TASK GOAL: What is needed is an exact copy of every record below.
*** INPUT MATERIAL ***
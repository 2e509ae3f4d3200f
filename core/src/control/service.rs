//! TCP control service: accepts one framed command per connection
//!
//! The service runs on its own worker thread. Operations serialize
//! naturally because accepting is single-threaded and every command holds
//! the daemon lock for its whole duration.

use std::io::BufReader;
use std::net::{TcpListener, TcpStream};
use std::sync::{Arc, Mutex};
use std::thread::JoinHandle;
use std::time::Duration;

use anyhow::{Context as _, Result};
use log::*;
use socket2::{Domain, Protocol, Socket, Type};

use super::context::{CommandContext, StreamSink};
use super::executor::{self, CommandOutcome};
use super::framing::{self, FramingError};
use super::locale::LocalizationKey;
use super::proto::{PbCommand, PbErrorCode};
use crate::daemon::{Daemon, SharedLocalizer};
use crate::run;

pub struct ControlService {
    listener: TcpListener,
    locale: String,
}

impl ControlService {
    /// Binds the listening socket. Address reuse is enabled so a restarted
    /// daemon can rebind immediately.
    pub fn bind(port: u16, locale: &str) -> Result<Self> {
        let socket = Socket::new(Domain::IPV4, Type::STREAM, Some(Protocol::TCP))?;
        socket.set_reuse_address(true)?;

        let address: std::net::SocketAddr = format!("0.0.0.0:{}", port).parse()?;
        socket
            .bind(&address.into())
            .with_context(|| format!("Port {} is in use, is the daemon already running?", port))?;
        socket.listen(1)?;

        Ok(Self {
            listener: socket.into(),
            locale: locale.to_string(),
        })
    }

    /// Starts the accept loop on a worker thread
    pub fn spawn(
        self,
        daemon: Arc<Mutex<Daemon>>,
        localizer: SharedLocalizer,
    ) -> JoinHandle<()> {
        std::thread::spawn(move || {
            info!("Control service listening on port {}", port_of(&self.listener));

            loop {
                match self.listener.accept() {
                    Ok((stream, peer)) => {
                        debug!("Connection from {}", peer);
                        if let Err(e) =
                            self.handle_connection(stream, &daemon, &localizer)
                        {
                            warn!("{}", e);
                        }
                    }
                    Err(e) => {
                        error!("accept() failed: {}", e);
                        std::thread::sleep(Duration::from_millis(100));
                    }
                }
            }
        })
    }

    fn handle_connection(
        &self,
        stream: TcpStream,
        daemon: &Arc<Mutex<Daemon>>,
        localizer: &SharedLocalizer,
    ) -> Result<(), FramingError> {
        stream.set_read_timeout(Some(Duration::from_secs(30)))?;
        stream.set_write_timeout(Some(Duration::from_secs(30)))?;

        let mut reader = BufReader::new(stream.try_clone()?);

        framing::read_magic(&mut reader)?;
        let command: PbCommand = framing::read_message(&mut reader)?;

        let locale = {
            let requested = command.param("locale");
            if requested.is_empty() {
                self.locale.clone()
            } else {
                requested
            }
        };

        let mut sink = StreamSink::new(stream);
        let mut context = CommandContext::new(&mut sink, localizer.clone(), &locale);

        // Mutations must be visible to the bus thread before the client is
        // acknowledged, so the whole command runs under the daemon lock
        let mut daemon = daemon.lock().unwrap();

        if let Some(token) = &daemon.access_token {
            if command.param("token") != *token {
                context.return_localized_error_with_code(
                    LocalizationKey::ErrorAuthentication,
                    PbErrorCode::Unauthorized,
                    &[],
                );
                return Ok(());
            }
        }

        match executor::process_command(&mut daemon, &mut context, &command) {
            CommandOutcome::Completed(_) => {}
            CommandOutcome::Shutdown(mode) => run::execute_shutdown(&mut daemon, mode),
        }

        Ok(())
    }
}

fn port_of(listener: &TcpListener) -> u16 {
    listener.local_addr().map(|a| a.port()).unwrap_or(0)
}

#[cfg(test)]
mod tests {
    use super::*;
    use crate::control::locale::Localizer;
    use crate::control::proto::{PbOperation, PbResult, PbResultPayload};
    use std::io::Write;

    fn start_service(daemon: Daemon) -> (std::net::SocketAddr, Arc<Mutex<Daemon>>) {
        let service = ControlService::bind(0, "en").unwrap();
        let address = service.listener.local_addr().unwrap();
        let daemon = Arc::new(Mutex::new(daemon));
        service.spawn(daemon.clone(), Arc::new(Localizer::new()));
        (address, daemon)
    }

    fn send_command(
        address: std::net::SocketAddr,
        command: &PbCommand,
    ) -> Result<PbResult, FramingError> {
        let stream = TcpStream::connect(address)?;
        let mut writer = stream.try_clone()?;
        framing::write_magic(&mut writer)?;
        framing::write_message(&mut writer, command)?;

        let mut reader = BufReader::new(stream);
        framing::read_message(&mut reader)
    }

    #[test]
    fn server_info_over_the_wire() {
        let (address, _daemon) = start_service(Daemon::new());

        let result = send_command(address, &PbCommand::new(PbOperation::ServerInfo)).unwrap();
        assert!(result.status);
        match result.payload {
            Some(PbResultPayload::ServerInfo(info)) => {
                assert!(info.version_info.is_some());
            }
            _ => panic!("expected server info"),
        }
    }

    #[test]
    fn invalid_magic_closes_connection() {
        let (address, _daemon) = start_service(Daemon::new());

        let mut stream = TcpStream::connect(address).unwrap();
        stream.write_all(b"RASCS\x00").unwrap();
        stream.flush().unwrap();

        // The server closes without replying
        let mut reader = BufReader::new(stream);
        let result: Result<PbResult, _> = framing::read_message(&mut reader);
        assert!(result.is_err());
    }

    #[test]
    fn wrong_token_is_unauthorized() {
        let mut daemon = Daemon::new();
        daemon.access_token = Some("secret".to_string());
        let (address, _daemon) = start_service(daemon);

        let result = send_command(address, &PbCommand::new(PbOperation::VersionInfo)).unwrap();
        assert!(!result.status);
        assert_eq!(result.error_code, PbErrorCode::Unauthorized as i32);

        let mut command = PbCommand::new(PbOperation::VersionInfo);
        command
            .params
            .insert("token".to_string(), "secret".to_string());
        let result = send_command(address, &command).unwrap();
        assert!(result.status);
    }
}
*** End of INPUT MATERIAL ***
SOLUTION:
repository 2e509ae3f4d3200f
filename core/src/control/service.rs
//! TCP control service: accepts one framed command per connection
//!
//! The service runs on its own worker thread. Operations serialize
//! naturally because accepting is single-threaded and every command holds
//! the daemon lock for its whole duration.

use std::io::BufReader;
use std::net::{TcpListener, TcpStream};
use std::sync::{Arc, Mutex};
use std::thread::JoinHandle;
use std::time::Duration;

use anyhow::{Context as _, Result};
use log::*;
use socket2::{Domain, Protocol, Socket, Type};

use super::context::{CommandContext, StreamSink};
use super::executor::{self, CommandOutcome};
use super::framing::{self, FramingError};
use super::locale::LocalizationKey;
use super::proto::{PbCommand, PbErrorCode};
use crate::daemon::{Daemon, SharedLocalizer};
use crate::run;

pub struct ControlService {
    listener: TcpListener,
    locale: String,
}

impl ControlService {
    /// Binds the listening socket. Address reuse is enabled so a restarted
    /// daemon can rebind immediately.
    pub fn bind(port: u16, locale: &str) -> Result<Self> {
        let socket = Socket::new(Domain::IPV4, Type::STREAM, Some(Protocol::TCP))?;
        socket.set_reuse_address(true)?;

        let address: std::net::SocketAddr = format!("0.0.0.0:{}", port).parse()?;
        socket
            .bind(&address.into())
            .with_context(|| format!("Port {} is in use, is the daemon already running?", port))?;
        socket.listen(1)?;

        Ok(Self {
            listener: socket.into(),
            locale: locale.to_string(),
        })
    }

    /// Starts the accept loop on a worker thread
    pub fn spawn(
        self,
        daemon: Arc<Mutex<Daemon>>,
        localizer: SharedLocalizer,
    ) -> JoinHandle<()> {
        std::thread::spawn(move || {
            info!("Control service listening on port {}", port_of(&self.listener));

            loop {
                match self.listener.accept() {
                    Ok((stream, peer)) => {
                        debug!("Connection from {}", peer);
                        if let Err(e) =
                            self.handle_connection(stream, &daemon, &localizer)
                        {
                            warn!("{}", e);
                        }
                    }
                    Err(e) => {
                        error!("accept() failed: {}", e);
                        std::thread::sleep(Duration::from_millis(100));
                    }
                }
            }
        })
    }

    fn handle_connection(
        &self,
        stream: TcpStream,
        daemon: &Arc<Mutex<Daemon>>,
        localizer: &SharedLocalizer,
    ) -> Result<(), FramingError> {
        stream.set_read_timeout(Some(Duration::from_secs(30)))?;
        stream.set_write_timeout(Some(Duration::from_secs(30)))?;

        let mut reader = BufReader::new(stream.try_clone()?);

        framing::read_magic(&mut reader)?;
        let command: PbCommand = framing::read_message(&mut reader)?;

        let locale = {
            let requested = command.param("locale");
            if requested.is_empty() {
                self.locale.clone()
            } else {
                requested
            }
        };

        let mut sink = StreamSink::new(stream);
        let mut context = CommandContext::new(&mut sink, localizer.clone(), &locale);

        // Mutations must be visible to the bus thread before the client is
        // acknowledged, so the whole command runs under the daemon lock
        let mut daemon = daemon.lock().unwrap();

        if let Some(token) = &daemon.access_token {
            if command.param("token") != *token {
                context.return_localized_error_with_code(
                    LocalizationKey::ErrorAuthentication,
                    PbErrorCode::Unauthorized,
                    &[],
                );
                return Ok(());
            }
        }

        match executor::process_command(&mut daemon, &mut context, &command) {
            CommandOutcome::Completed(_) => {}
            CommandOutcome::Shutdown(mode) => run::execute_shutdown(&mut daemon, mode),
        }

        Ok(())
    }
}

fn port_of(listener: &TcpListener) -> u16 {
    listener.local_addr().map(|a| a.port()).unwrap_or(0)
}

#[cfg(test)]
mod tests {
    use super::*;
    use crate::control::locale::Localizer;
    use crate::control::proto::{PbOperation, PbResult, PbResultPayload};
    use std::io::Write;

    fn start_service(daemon: Daemon) -> (std::net::SocketAddr, Arc<Mutex<Daemon>>) {
        let service = ControlService::bind(0, "en").unwrap();
        let address = service.listener.local_addr().unwrap();
        let daemon = Arc::new(Mutex::new(daemon));
        service.spawn(daemon.clone(), Arc::new(Localizer::new()));
        (address, daemon)
    }

    fn send_command(
        address: std::net::SocketAddr,
        command: &PbCommand,
    ) -> Result<PbResult, FramingError> {
        let stream = TcpStream::connect(address)?;
        let mut writer = stream.try_clone()?;
        framing::write_magic(&mut writer)?;
        framing::write_message(&mut writer, command)?;

        let mut reader = BufReader::new(stream);
        framing::read_message(&mut reader)
    }

    #[test]
    fn server_info_over_the_wire() {
        let (address, _daemon) = start_service(Daemon::new());

        let result = send_command(address, &PbCommand::new(PbOperation::ServerInfo)).unwrap();
        assert!(result.status);
        match result.payload {
            Some(PbResultPayload::ServerInfo(info)) => {
                assert!(info.version_info.is_some());
            }
            _ => panic!("expected server info"),
        }
    }

    #[test]
    fn invalid_magic_closes_connection() {
        let (address, _daemon) = start_service(Daemon::new());

        let mut stream = TcpStream::connect(address).unwrap();
        stream.write_all(b"RASCS\x00").unwrap();
        stream.flush().unwrap();

        // The server closes without replying
        let mut reader = BufReader::new(stream);
        let result: Result<PbResult, _> = framing::read_message(&mut reader);
        assert!(result.is_err());
    }

    #[test]
    fn wrong_token_is_unauthorized() {
        let mut daemon = Daemon::new();
        daemon.access_token = Some("secret".to_string());
        let (address, _daemon) = start_service(daemon);

        let result = send_command(address, &PbCommand::new(PbOperation::VersionInfo)).unwrap();
        assert!(!result.status);
        assert_eq!(result.error_code, PbErrorCode::Unauthorized as i32);

        let mut command = PbCommand::new(PbOperation::VersionInfo);
        command
            .params
            .insert("token".to_string(), "secret".to_string());
        let result = send_command(address, &command).unwrap();
        assert!(result.status);
    }
}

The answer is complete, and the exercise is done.